As you can clearly see, there has been a great deal of activity in the
UAV arena over the last few years. After the JROC recommended termination
of the Hunter UAV procurement effort, it supported the recommendation to
pursue a Joint Tactical UAV as an Advanced Concept Technology Demonstration
or ACTD. As you know, all three of our current UAV efforts began as ACTDs.
ACTDs are designed to get an off-the-shelf technology in the hands of the
warfighter in a short time.
The Tactical UAV, Outrider, is the ACTD that, if successful, will meet
the needs of the tactical commander in the Army, Navy, and Marine Corps.
The Outrider just accomplished its first flight. Although the flight was
late in the programmed schedule, it was a complete success, accomplishing
the planned test profile without incident. The JROC is monitoring this
ACTD closely, as some of the current performance projections appear today
to fall short of JROC validated requirements. While the JROC does not want
to continue with a vehicle that does not fully satisfy the requirements,
the JROC can not afford to hastily recommend termination of an effort without
first obtaining demonstrated performance data on which to base the decision.
Once verifiable data is available , the JROC will assess the potential
to meet the mission requirements while considering cost.
The Predator Medium Altitude Endurance UAV was our first major ACTD,
and it rapidly placed a theater reconnaissance asset in the hands of the
warfighter, resulting in a positive CINC military utility assessment. This
system is operating in Bosnia today. The Predator ACTD is being praised
as a major success in acquisition reform. I would concur with this statement,
but I will also tell you that this was a learning experience, and we are
applying the lessons learned to our future ACTDs. Specifically, we should
have identified a lead Service early in the ACTD to facilitate its transition
to the formal acquisition process, and we needed to more deeply consider
the logistics tail in the demonstration as well.
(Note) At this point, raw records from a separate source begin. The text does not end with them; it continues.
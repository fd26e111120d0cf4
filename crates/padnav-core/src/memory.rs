#![forbid(unsafe_code)]

//! In-memory [`VisualTree`] for tests, benches, and demos.
//!
//! Every mutator records the [`MutationRecord`] a real host would deliver,
//! so recovery can be driven end-to-end: mutate, then hand
//! [`MemoryTree::take_records`] to the engine as one batch.
//!
//! ```ignore
//! use padnav_core::memory::{MemoryNode, MemoryTree};
//! use padnav_core::{Rect, VisualTree};
//!
//! let mut tree = MemoryTree::new();
//! let a = tree.add(MemoryNode::focusable(Rect::new(0.0, 0.0, 100.0, 50.0)));
//! tree.set_disabled(a, true);
//! assert_eq!(tree.take_records().len(), 1);
//! assert!(tree.is_attached(a));
//! ```

use std::collections::HashMap;

use crate::geometry::Rect;
use crate::mutation::{Attribute, MutationRecord};
use crate::target::{FocusTarget, NodeId, OverlayKind, RegionTags, Visibility};
use crate::tree::VisualTree;

/// A node stored in a [`MemoryTree`].
#[derive(Debug, Clone, PartialEq)]
pub struct MemoryNode {
    id: NodeId,
    rect: Rect,
    eligible: bool,
    disabled: bool,
    tags: RegionTags,
    column: Option<u32>,
    overlay: Option<OverlayKind>,
    visibility: Visibility,
}

impl MemoryNode {
    /// An eligible, enabled node.
    pub fn focusable(rect: Rect) -> Self {
        Self {
            id: 0,
            rect,
            eligible: true,
            disabled: false,
            tags: RegionTags::empty(),
            column: None,
            overlay: None,
            visibility: Visibility::default(),
        }
    }

    /// A non-focusable container.
    pub fn container(rect: Rect) -> Self {
        Self {
            eligible: false,
            ..Self::focusable(rect)
        }
    }

    /// An overlay container of `kind`.
    pub fn overlay(kind: OverlayKind, rect: Rect) -> Self {
        Self {
            overlay: Some(kind),
            tags: RegionTags::OVERLAY,
            ..Self::container(rect)
        }
    }

    #[must_use]
    pub fn with_tags(mut self, tags: RegionTags) -> Self {
        self.tags |= tags;
        self
    }

    #[must_use]
    pub fn with_column(mut self, column: u32) -> Self {
        self.column = Some(column);
        self.tags |= RegionTags::GRID_CELL;
        self
    }

    #[must_use]
    pub fn disabled(mut self) -> Self {
        self.disabled = true;
        self
    }

    #[must_use]
    pub fn collapsed(mut self) -> Self {
        self.visibility.collapsed = true;
        self
    }

    #[must_use]
    pub fn without_render_box(mut self) -> Self {
        self.visibility.has_render_box = false;
        self
    }

    #[must_use]
    pub fn declared_zero_size(mut self) -> Self {
        self.visibility.declared_zero_size = true;
        self
    }
}

impl FocusTarget for MemoryNode {
    fn id(&self) -> NodeId {
        self.id
    }

    fn is_eligible(&self) -> bool {
        self.eligible
    }

    fn is_disabled(&self) -> bool {
        self.disabled
    }

    fn bounding_box(&self) -> Rect {
        self.rect
    }

    fn region_tags(&self) -> RegionTags {
        self.tags
    }

    fn column_index(&self) -> Option<u32> {
        self.column
    }

    fn overlay_kind(&self) -> Option<OverlayKind> {
        self.overlay
    }

    fn visibility(&self) -> Visibility {
        self.visibility
    }
}

#[derive(Debug, Clone)]
struct Entry {
    node: MemoryNode,
    parent: Option<NodeId>,
    children: Vec<NodeId>,
    /// Cleared when the node (not an ancestor) is removed.
    linked: bool,
}

/// An in-memory visual tree that records focus and scroll side effects.
#[derive(Debug, Clone, Default)]
pub struct MemoryTree {
    entries: HashMap<NodeId, Entry>,
    roots: Vec<NodeId>,
    next_id: NodeId,
    focused: Option<NodeId>,
    focus_calls: Vec<NodeId>,
    scrolled: Vec<NodeId>,
    records: Vec<MutationRecord>,
}

impl MemoryTree {
    /// Create an empty tree.
    #[must_use]
    pub fn new() -> Self {
        Self::default()
    }

    fn alloc(&mut self, mut node: MemoryNode, parent: Option<NodeId>) -> NodeId {
        self.next_id += 1;
        let id = self.next_id;
        node.id = id;
        self.entries.insert(
            id,
            Entry {
                node,
                parent,
                children: Vec::new(),
                linked: true,
            },
        );
        id
    }

    /// Append a root-level node.
    pub fn add(&mut self, node: MemoryNode) -> NodeId {
        let id = self.alloc(node, None);
        self.roots.push(id);
        id
    }

    /// Append `node` as the last child of `parent`.
    ///
    /// # Panics
    ///
    /// Panics if `parent` does not exist.
    pub fn add_child(&mut self, parent: NodeId, node: MemoryNode) -> NodeId {
        assert!(self.entries.contains_key(&parent), "unknown parent {parent}");
        let id = self.alloc(node, Some(parent));
        if let Some(entry) = self.entries.get_mut(&parent) {
            entry.children.push(id);
        }
        self.records.push(MutationRecord::added(parent, vec![id]));
        id
    }

    /// Detach `id` and its subtree. The node stays queryable but
    /// [`VisualTree::is_attached`] turns false.
    pub fn remove(&mut self, id: NodeId) {
        let Some(entry) = self.entries.get_mut(&id) else {
            return;
        };
        if !entry.linked {
            return;
        }
        entry.linked = false;
        let parent = entry.parent;
        self.records
            .push(MutationRecord::removed(parent.unwrap_or(id), vec![id]));
    }

    fn node_mut(&mut self, id: NodeId) -> Option<&mut MemoryNode> {
        self.entries.get_mut(&id).map(|e| &mut e.node)
    }

    pub fn set_disabled(&mut self, id: NodeId, disabled: bool) {
        if let Some(node) = self.node_mut(id) {
            node.disabled = disabled;
            self.records
                .push(MutationRecord::attribute(id, Attribute::Disabled));
        }
    }

    pub fn set_eligible(&mut self, id: NodeId, eligible: bool) {
        if let Some(node) = self.node_mut(id) {
            node.eligible = eligible;
            self.records
                .push(MutationRecord::attribute(id, Attribute::Eligible));
        }
    }

    /// Toggle the collapsed style (recorded as a style change).
    pub fn set_collapsed(&mut self, id: NodeId, collapsed: bool) {
        if let Some(node) = self.node_mut(id) {
            node.visibility.collapsed = collapsed;
            self.records.push(MutationRecord::attribute(id, Attribute::Style));
        }
    }

    /// Replace the region tags of `id`.
    pub fn set_tags(&mut self, id: NodeId, tags: RegionTags) {
        if let Some(node) = self.node_mut(id) {
            node.tags = tags;
            self.records.push(MutationRecord::attribute(id, Attribute::Tags));
        }
    }

    /// Move or resize `id`. Layout changes are not observed as mutations.
    pub fn set_rect(&mut self, id: NodeId, rect: Rect) {
        if let Some(node) = self.node_mut(id) {
            node.rect = rect;
        }
    }

    /// Drain the pending mutation records as one batch.
    pub fn take_records(&mut self) -> Vec<MutationRecord> {
        std::mem::take(&mut self.records)
    }

    /// Node currently holding UI focus.
    pub fn focused(&self) -> Option<NodeId> {
        self.focused
    }

    /// Every `set_focus` call, oldest first.
    pub fn focus_calls(&self) -> &[NodeId] {
        &self.focus_calls
    }

    /// Every `scroll_into_view` call, oldest first.
    pub fn scrolled(&self) -> &[NodeId] {
        &self.scrolled
    }

    fn walk(&self, id: NodeId, out: &mut Vec<NodeId>) {
        let Some(entry) = self.entries.get(&id) else {
            return;
        };
        if !entry.linked {
            return;
        }
        out.push(id);
        for &child in &entry.children {
            self.walk(child, out);
        }
    }
}

impl VisualTree for MemoryTree {
    type Target = MemoryNode;

    fn document_order(&self) -> Vec<NodeId> {
        let mut out = Vec::with_capacity(self.entries.len());
        for &root in &self.roots {
            self.walk(root, &mut out);
        }
        out
    }

    fn target(&self, id: NodeId) -> Option<&MemoryNode> {
        self.entries.get(&id).map(|e| &e.node)
    }

    fn parent(&self, id: NodeId) -> Option<NodeId> {
        self.entries.get(&id).and_then(|e| e.parent)
    }

    fn is_attached(&self, id: NodeId) -> bool {
        let mut cursor = Some(id);
        while let Some(n) = cursor {
            match self.entries.get(&n) {
                Some(entry) if entry.linked => cursor = entry.parent,
                _ => return false,
            }
        }
        true
    }

    fn set_focus(&mut self, id: NodeId) {
        self.focused = Some(id);
        self.focus_calls.push(id);
    }

    fn scroll_into_view(&mut self, id: NodeId) {
        self.scrolled.push(id);
    }
}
The High Altitude Endurance ACTD is comprised of a demonstration of
two different air vehicles that share a common ground station, the Global
Hawk and the DarkStar. While all three UAV ACTDs are planned to meet an
established need, the HAE air vehicles, if successful, are envisioned to
replace some aging, existing fleet aircraft. The DarkStar flew its maiden
flight last year and subsequently crashed during its second flight. The
contractor identified and corrected the problems and the first flight of
air vehicle number two is scheduled for late summer of this year. The Global
Hawk has slipped slightly on schedule, accomplishing the roll out of its
first air vehicle in February and the aircraft is preparing for its maiden
flight scheduled this fall.
We must remember that ACTDs are not full scale development programs.
They are designed to rapidly demonstrate a capability to meet a need and
are by their nature high risk. However, to control risk, we have the option
of terminating ACTDs if convinced our requirements won't be met, or we
can recommend further development, resulting in the system entering the
acquisition process at the appropriate milestone short of production. Rest
assured that the JROC will remain engaged with these critical UAV ACTDs
to ensure we procure only the systems that will enhance the warfighter's
ability to perform his mission.
In conclusion, let me leave you with this thought. The JROC, with the
help of the UAV SSG, is a proactive participant in the evolution of our
UAVs. We know there are many future challenges, but we must continue to
press ahead with a well structured Joint UAV vision that meets all Service
and Combatant Commander reconnaissance needs. Timely information and information
dominance will be key in our future contingencies. I believe UAVs are critical
to our success for current and future missions.